===== Supplied information
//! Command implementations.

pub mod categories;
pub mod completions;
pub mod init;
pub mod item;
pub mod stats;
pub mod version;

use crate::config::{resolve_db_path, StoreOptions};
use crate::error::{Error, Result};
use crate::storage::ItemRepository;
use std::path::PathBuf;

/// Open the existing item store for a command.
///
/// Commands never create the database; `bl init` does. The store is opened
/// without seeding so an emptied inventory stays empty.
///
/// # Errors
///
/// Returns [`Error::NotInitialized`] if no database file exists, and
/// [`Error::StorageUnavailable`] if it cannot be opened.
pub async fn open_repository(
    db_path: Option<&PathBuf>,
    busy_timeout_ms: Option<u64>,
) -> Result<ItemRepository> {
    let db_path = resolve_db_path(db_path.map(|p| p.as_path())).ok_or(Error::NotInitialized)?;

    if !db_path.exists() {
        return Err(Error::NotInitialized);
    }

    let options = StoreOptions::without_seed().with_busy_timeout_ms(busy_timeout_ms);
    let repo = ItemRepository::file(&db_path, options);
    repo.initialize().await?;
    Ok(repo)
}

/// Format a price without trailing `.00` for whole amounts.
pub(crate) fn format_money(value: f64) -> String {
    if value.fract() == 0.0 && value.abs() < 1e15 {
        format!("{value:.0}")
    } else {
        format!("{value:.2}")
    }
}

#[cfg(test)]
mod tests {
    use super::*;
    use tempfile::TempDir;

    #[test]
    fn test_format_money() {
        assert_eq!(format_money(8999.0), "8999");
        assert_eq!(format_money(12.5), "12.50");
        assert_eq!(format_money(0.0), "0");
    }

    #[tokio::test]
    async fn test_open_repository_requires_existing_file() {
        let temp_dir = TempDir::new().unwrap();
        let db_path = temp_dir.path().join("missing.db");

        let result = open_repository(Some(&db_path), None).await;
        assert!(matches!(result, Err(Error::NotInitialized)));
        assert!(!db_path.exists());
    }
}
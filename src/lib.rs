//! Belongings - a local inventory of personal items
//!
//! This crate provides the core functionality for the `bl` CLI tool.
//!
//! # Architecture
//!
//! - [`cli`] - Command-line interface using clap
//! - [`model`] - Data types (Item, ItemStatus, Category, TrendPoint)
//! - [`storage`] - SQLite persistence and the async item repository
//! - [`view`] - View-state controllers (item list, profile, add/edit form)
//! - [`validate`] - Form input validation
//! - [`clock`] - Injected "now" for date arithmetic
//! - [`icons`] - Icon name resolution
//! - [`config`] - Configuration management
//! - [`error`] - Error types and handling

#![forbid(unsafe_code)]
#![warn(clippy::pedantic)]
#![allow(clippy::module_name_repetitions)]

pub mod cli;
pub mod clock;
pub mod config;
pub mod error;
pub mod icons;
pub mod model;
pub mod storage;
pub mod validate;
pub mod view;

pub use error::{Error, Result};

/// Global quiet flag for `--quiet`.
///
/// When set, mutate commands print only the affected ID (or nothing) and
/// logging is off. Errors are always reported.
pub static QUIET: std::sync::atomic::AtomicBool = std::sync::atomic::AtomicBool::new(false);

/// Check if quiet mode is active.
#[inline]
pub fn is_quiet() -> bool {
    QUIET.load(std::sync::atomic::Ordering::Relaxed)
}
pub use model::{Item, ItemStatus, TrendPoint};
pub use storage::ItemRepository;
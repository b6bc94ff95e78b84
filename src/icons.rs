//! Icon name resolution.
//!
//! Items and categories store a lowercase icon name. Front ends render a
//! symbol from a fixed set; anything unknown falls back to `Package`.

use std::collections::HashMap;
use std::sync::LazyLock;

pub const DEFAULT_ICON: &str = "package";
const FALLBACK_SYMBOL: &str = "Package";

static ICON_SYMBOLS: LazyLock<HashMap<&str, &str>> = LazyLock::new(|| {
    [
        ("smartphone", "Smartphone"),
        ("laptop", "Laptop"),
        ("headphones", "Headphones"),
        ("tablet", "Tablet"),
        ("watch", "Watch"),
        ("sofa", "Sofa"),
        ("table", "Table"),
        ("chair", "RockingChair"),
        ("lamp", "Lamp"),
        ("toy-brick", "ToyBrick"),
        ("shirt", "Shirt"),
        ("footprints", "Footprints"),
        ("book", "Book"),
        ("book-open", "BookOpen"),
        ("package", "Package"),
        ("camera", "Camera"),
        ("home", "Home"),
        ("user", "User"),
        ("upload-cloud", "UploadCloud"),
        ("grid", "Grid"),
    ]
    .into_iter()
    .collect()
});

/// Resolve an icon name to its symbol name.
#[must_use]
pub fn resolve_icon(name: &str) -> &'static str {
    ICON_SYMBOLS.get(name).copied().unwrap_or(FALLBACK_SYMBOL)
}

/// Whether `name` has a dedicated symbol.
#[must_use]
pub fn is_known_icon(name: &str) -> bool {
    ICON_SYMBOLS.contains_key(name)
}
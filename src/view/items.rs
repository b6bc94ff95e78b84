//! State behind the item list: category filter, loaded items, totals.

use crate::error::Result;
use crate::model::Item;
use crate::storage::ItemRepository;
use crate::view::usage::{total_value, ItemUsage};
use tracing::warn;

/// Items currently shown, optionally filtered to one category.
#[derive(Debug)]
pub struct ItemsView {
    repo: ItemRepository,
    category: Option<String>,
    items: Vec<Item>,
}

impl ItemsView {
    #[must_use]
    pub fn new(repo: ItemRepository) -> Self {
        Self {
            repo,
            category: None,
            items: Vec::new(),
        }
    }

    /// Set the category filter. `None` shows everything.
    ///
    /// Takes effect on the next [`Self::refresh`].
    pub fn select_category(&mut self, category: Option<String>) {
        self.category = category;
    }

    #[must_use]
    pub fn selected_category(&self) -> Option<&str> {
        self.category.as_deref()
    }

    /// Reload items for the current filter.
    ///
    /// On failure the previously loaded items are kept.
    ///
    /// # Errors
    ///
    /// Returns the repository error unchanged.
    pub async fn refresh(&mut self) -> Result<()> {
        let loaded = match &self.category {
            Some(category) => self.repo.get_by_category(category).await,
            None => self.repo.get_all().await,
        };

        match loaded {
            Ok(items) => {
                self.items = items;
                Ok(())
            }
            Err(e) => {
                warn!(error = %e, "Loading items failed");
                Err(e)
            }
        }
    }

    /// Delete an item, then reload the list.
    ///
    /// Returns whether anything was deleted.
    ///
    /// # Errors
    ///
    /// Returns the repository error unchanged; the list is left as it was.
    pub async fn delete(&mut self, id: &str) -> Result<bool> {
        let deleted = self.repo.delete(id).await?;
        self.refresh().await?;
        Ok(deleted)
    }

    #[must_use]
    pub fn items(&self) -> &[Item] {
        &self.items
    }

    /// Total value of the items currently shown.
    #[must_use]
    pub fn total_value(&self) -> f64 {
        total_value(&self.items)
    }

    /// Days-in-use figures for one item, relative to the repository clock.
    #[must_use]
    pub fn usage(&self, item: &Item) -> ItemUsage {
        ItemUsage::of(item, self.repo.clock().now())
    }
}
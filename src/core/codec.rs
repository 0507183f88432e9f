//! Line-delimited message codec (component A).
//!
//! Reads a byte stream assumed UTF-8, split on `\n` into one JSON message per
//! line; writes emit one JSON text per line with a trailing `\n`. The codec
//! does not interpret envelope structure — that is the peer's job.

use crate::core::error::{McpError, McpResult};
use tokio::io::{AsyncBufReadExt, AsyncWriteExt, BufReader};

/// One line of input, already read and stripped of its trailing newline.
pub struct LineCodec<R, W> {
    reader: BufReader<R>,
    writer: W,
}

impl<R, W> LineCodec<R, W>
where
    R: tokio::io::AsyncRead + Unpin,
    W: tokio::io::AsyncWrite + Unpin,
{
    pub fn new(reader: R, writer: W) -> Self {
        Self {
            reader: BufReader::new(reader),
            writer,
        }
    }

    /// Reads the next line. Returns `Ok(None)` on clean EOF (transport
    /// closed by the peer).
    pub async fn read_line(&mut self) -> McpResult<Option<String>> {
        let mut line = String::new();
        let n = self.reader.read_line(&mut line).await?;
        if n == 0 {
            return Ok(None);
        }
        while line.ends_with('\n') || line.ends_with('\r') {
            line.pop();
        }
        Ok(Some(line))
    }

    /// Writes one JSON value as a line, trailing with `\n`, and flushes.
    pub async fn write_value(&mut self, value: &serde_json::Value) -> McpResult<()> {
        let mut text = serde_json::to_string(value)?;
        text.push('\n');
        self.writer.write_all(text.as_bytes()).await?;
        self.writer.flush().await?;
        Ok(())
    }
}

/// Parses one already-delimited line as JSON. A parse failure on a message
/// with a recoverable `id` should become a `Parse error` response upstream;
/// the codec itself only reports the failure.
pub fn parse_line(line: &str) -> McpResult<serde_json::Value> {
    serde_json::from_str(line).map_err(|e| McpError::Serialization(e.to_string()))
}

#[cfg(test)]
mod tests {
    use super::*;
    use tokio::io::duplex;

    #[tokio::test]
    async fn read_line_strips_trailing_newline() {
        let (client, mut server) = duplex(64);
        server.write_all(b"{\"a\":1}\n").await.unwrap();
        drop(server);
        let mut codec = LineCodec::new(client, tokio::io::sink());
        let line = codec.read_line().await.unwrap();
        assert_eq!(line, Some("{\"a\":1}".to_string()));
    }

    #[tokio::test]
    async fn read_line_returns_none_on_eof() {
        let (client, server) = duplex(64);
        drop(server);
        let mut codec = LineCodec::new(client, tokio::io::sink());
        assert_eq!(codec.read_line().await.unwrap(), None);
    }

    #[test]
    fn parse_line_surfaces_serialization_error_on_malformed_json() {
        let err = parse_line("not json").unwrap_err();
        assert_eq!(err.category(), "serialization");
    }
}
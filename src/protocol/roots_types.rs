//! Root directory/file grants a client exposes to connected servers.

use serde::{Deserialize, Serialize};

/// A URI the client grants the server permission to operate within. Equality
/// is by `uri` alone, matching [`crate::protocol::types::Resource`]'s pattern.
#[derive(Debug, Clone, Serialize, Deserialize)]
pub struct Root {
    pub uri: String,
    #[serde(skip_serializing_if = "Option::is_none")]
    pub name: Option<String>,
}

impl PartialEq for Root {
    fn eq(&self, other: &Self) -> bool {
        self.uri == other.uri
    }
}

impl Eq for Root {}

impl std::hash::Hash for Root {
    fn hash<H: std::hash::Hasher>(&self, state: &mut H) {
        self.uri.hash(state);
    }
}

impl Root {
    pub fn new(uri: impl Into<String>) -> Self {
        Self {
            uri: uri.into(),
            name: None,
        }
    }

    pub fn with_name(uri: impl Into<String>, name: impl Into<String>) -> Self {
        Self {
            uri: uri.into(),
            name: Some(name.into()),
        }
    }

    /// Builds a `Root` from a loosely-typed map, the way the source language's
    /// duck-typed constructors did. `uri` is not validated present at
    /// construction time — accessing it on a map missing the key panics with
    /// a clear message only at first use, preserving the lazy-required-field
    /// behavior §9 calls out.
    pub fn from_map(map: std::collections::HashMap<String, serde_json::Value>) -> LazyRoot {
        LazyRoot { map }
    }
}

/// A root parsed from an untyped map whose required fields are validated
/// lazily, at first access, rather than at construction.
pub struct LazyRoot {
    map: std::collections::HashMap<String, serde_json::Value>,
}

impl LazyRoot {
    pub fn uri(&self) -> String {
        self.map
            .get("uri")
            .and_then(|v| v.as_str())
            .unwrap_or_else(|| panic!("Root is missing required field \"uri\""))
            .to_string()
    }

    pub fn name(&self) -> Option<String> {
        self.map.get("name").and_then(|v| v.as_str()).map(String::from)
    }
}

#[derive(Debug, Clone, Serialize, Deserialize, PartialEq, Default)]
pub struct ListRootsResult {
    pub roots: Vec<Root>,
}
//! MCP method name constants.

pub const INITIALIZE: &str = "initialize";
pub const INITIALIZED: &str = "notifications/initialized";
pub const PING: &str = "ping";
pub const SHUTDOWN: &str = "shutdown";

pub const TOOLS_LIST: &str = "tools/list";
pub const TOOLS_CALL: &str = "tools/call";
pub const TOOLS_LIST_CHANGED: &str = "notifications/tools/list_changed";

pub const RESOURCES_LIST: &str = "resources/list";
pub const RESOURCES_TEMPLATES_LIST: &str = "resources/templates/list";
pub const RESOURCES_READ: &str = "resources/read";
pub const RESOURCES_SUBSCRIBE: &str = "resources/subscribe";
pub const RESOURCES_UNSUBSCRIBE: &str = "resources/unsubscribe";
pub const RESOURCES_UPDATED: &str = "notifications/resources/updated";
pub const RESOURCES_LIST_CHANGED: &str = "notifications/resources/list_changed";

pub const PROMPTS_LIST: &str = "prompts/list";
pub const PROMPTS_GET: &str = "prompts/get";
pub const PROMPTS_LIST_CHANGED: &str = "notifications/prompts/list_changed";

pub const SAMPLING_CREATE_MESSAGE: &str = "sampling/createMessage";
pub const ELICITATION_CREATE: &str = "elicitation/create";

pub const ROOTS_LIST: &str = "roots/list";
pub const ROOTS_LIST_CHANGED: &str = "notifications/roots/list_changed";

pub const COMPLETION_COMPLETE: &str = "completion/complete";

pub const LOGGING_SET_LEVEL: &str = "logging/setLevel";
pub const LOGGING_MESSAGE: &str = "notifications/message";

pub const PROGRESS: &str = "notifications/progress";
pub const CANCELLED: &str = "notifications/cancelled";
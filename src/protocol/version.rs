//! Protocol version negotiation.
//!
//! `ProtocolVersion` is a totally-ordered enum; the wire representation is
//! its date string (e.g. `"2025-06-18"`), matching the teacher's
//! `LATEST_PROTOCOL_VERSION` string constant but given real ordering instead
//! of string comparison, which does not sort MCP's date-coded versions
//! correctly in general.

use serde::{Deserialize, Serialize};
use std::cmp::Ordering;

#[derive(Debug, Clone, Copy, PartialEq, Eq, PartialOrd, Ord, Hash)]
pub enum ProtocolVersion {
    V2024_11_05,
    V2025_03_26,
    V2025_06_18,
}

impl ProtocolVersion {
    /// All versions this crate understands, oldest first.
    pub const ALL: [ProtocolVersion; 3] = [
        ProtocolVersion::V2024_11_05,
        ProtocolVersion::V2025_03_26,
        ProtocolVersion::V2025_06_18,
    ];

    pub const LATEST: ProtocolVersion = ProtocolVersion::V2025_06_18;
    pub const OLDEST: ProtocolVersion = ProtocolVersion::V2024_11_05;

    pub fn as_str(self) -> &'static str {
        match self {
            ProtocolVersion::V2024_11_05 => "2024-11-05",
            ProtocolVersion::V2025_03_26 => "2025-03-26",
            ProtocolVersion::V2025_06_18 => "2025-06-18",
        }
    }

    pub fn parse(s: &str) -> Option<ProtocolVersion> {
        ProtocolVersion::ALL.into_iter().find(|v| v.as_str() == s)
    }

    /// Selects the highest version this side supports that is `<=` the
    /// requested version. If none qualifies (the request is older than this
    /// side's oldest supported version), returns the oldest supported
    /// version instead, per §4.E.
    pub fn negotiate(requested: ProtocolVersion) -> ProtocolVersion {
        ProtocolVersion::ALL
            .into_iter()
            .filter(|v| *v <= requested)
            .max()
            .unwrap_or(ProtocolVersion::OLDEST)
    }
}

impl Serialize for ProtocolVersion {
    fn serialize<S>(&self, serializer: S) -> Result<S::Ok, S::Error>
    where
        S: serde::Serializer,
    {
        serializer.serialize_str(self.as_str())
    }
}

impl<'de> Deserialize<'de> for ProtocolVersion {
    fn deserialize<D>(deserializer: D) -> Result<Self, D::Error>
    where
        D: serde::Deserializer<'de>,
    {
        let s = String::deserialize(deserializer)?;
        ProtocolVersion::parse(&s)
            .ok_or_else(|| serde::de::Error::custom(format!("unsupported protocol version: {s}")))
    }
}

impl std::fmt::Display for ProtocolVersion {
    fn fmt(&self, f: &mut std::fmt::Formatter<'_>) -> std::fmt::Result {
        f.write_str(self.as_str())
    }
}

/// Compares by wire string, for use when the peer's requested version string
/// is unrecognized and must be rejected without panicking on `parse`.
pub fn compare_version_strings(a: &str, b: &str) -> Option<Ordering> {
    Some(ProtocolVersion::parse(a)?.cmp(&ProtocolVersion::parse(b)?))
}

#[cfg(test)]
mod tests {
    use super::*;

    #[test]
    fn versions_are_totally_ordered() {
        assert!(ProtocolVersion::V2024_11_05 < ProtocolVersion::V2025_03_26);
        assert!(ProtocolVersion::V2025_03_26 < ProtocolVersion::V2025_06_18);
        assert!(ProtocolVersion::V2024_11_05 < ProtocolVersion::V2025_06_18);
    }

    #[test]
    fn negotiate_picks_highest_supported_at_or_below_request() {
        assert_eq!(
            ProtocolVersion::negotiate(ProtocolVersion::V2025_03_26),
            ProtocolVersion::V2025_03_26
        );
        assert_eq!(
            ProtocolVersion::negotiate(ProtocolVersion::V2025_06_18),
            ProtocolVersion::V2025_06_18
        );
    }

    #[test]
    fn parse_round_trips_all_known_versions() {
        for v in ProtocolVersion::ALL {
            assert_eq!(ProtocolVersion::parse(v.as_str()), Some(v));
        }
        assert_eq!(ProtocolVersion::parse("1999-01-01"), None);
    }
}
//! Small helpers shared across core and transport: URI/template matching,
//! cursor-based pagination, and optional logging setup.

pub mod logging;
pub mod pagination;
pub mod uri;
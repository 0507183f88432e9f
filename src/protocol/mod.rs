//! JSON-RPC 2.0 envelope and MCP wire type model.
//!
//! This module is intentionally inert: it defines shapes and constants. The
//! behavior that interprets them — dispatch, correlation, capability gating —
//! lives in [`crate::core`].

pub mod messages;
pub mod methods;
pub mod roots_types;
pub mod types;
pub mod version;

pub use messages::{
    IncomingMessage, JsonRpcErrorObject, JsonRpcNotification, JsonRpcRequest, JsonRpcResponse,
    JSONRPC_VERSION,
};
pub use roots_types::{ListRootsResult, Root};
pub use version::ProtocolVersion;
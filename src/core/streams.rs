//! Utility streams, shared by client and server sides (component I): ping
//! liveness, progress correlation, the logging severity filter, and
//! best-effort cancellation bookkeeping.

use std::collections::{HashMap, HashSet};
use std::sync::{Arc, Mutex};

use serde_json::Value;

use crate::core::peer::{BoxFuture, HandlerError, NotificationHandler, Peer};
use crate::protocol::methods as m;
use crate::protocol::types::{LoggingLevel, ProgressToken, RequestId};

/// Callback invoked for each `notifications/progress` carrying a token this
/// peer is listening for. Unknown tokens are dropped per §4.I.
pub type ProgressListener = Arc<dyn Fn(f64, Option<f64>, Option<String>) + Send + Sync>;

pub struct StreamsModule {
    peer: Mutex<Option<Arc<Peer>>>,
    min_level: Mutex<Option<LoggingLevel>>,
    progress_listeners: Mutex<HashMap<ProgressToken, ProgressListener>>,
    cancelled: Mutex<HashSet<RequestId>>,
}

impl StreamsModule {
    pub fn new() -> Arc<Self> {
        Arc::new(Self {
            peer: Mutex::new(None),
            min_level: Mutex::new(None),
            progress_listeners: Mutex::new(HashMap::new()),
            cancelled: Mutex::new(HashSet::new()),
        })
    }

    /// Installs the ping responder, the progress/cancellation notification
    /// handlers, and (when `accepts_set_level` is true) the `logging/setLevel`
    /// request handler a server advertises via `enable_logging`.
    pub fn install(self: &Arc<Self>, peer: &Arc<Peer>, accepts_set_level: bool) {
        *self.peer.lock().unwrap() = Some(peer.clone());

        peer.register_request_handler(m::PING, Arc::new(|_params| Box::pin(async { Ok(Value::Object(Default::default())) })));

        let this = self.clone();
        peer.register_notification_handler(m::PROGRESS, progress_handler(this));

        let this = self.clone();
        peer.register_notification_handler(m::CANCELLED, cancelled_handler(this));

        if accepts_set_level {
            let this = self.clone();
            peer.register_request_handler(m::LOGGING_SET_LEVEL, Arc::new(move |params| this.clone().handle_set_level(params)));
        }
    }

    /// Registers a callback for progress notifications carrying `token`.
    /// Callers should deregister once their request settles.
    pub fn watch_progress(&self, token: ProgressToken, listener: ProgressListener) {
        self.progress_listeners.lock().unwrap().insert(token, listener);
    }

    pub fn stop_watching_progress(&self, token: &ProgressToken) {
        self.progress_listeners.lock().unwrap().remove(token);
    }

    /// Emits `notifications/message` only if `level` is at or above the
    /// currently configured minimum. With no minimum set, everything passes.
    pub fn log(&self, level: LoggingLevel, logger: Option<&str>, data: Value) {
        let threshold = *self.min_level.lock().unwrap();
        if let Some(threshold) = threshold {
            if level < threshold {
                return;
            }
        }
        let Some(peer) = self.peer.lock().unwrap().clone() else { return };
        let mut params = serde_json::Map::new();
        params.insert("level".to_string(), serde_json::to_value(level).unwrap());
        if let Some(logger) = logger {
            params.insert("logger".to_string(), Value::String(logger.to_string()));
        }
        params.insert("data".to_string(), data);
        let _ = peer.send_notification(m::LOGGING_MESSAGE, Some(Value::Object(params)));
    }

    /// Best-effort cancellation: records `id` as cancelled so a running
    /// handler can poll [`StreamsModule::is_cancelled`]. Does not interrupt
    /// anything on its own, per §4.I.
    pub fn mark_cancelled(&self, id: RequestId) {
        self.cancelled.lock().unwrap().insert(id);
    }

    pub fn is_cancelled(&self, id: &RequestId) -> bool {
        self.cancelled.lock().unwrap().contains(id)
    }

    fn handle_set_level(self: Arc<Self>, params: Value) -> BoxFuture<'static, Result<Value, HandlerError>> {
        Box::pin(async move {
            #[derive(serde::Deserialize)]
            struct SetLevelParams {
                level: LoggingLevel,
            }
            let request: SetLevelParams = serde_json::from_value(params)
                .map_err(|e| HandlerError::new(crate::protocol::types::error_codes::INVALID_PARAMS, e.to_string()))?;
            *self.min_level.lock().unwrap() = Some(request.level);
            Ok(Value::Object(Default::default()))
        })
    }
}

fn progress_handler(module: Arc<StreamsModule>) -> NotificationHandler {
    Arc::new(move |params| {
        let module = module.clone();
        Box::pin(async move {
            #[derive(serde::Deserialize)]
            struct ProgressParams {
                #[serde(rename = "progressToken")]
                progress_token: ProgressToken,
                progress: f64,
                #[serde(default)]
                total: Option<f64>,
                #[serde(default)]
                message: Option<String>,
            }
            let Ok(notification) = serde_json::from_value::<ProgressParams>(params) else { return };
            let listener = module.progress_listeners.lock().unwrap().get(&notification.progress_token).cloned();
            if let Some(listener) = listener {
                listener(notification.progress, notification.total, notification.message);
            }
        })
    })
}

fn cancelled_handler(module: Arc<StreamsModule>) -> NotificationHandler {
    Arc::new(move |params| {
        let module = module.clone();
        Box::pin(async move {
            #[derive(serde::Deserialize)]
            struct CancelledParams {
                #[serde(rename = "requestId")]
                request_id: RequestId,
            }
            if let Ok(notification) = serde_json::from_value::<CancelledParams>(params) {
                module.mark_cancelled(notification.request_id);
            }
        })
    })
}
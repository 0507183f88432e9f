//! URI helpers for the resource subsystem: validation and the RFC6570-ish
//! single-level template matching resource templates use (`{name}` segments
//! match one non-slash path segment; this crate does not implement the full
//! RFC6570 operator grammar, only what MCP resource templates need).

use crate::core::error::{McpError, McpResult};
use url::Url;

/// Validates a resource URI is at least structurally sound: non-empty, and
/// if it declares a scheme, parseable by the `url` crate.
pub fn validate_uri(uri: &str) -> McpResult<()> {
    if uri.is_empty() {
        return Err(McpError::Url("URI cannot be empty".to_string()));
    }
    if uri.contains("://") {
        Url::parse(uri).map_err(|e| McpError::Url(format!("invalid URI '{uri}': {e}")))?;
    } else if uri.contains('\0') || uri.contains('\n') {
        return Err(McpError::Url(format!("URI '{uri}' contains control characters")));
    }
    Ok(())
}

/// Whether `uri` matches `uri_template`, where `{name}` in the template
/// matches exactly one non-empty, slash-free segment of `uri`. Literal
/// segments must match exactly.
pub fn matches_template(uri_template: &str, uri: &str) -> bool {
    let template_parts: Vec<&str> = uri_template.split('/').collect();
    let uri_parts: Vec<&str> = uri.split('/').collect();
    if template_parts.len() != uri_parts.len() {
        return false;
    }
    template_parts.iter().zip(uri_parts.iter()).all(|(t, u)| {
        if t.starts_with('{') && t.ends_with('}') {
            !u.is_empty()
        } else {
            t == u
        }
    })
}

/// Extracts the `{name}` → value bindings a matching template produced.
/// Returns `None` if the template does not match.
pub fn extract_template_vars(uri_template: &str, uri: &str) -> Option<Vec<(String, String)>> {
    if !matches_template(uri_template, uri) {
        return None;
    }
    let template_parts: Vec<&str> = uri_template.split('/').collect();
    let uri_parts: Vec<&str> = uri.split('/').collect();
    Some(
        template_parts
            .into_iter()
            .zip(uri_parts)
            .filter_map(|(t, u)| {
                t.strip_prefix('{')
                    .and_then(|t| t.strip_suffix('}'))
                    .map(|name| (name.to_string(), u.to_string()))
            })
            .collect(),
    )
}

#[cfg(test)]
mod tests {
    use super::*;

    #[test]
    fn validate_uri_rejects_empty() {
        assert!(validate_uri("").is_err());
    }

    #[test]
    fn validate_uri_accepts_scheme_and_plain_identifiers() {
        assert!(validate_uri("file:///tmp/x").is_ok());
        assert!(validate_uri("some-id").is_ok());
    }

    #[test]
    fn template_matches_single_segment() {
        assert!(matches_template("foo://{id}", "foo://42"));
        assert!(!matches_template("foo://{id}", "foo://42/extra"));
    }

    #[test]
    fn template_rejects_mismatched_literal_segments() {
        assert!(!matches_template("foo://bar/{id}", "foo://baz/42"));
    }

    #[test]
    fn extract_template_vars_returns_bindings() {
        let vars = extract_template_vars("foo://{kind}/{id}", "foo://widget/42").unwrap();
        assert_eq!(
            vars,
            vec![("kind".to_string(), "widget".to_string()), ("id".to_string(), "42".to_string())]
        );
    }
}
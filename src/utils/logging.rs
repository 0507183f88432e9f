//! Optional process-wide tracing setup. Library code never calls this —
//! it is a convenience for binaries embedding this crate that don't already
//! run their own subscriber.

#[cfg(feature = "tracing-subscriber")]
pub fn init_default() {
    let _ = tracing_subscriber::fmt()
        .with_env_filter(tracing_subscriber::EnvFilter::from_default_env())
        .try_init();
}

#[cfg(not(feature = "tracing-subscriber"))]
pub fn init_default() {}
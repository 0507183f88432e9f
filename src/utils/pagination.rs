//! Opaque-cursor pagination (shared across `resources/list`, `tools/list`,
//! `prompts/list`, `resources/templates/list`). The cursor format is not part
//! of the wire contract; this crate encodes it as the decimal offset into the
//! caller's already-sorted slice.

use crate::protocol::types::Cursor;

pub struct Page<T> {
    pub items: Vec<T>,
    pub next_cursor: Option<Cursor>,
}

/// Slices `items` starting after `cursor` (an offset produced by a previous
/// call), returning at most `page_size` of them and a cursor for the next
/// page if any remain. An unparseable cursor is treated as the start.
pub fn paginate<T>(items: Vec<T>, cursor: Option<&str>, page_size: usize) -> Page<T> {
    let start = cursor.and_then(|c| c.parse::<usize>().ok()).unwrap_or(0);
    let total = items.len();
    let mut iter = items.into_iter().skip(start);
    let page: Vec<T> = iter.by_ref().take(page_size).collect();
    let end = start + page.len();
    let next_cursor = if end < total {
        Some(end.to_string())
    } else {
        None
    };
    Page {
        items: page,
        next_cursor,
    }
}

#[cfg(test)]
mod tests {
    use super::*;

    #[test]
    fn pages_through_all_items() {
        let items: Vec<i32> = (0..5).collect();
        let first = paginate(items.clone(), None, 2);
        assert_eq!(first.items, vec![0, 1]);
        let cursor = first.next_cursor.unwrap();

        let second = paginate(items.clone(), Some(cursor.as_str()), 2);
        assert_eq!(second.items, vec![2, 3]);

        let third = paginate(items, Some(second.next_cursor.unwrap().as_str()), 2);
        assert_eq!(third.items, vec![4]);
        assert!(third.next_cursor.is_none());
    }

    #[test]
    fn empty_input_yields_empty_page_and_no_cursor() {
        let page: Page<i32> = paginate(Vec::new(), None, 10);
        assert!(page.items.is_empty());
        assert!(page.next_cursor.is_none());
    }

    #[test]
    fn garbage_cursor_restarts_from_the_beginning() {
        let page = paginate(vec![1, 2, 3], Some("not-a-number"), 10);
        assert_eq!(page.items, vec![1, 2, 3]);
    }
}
==========
#### The task:
Everything in the material above from the line that has "Deserialize, PartialEq, Default)]" through the line that has "pub const RESOURCES_READ: &str" must be duplicated exactly, with no other lines given.

#### Written response:
#[derive(Debug, Clone, Serialize, Deserialize, PartialEq, Default)]
pub struct ListRootsResult {
    pub roots: Vec<Root>,
}
//! MCP method name constants.

pub const INITIALIZE: &str = "initialize";
pub const INITIALIZED: &str = "notifications/initialized";
pub const PING: &str = "ping";
pub const SHUTDOWN: &str = "shutdown";

pub const TOOLS_LIST: &str = "tools/list";
pub const TOOLS_CALL: &str = "tools/call";
pub const TOOLS_LIST_CHANGED: &str = "notifications/tools/list_changed";

pub const RESOURCES_LIST: &str = "resources/list";
pub const RESOURCES_TEMPLATES_LIST: &str = "resources/templates/list";
pub const RESOURCES_READ: &str = "resources/read";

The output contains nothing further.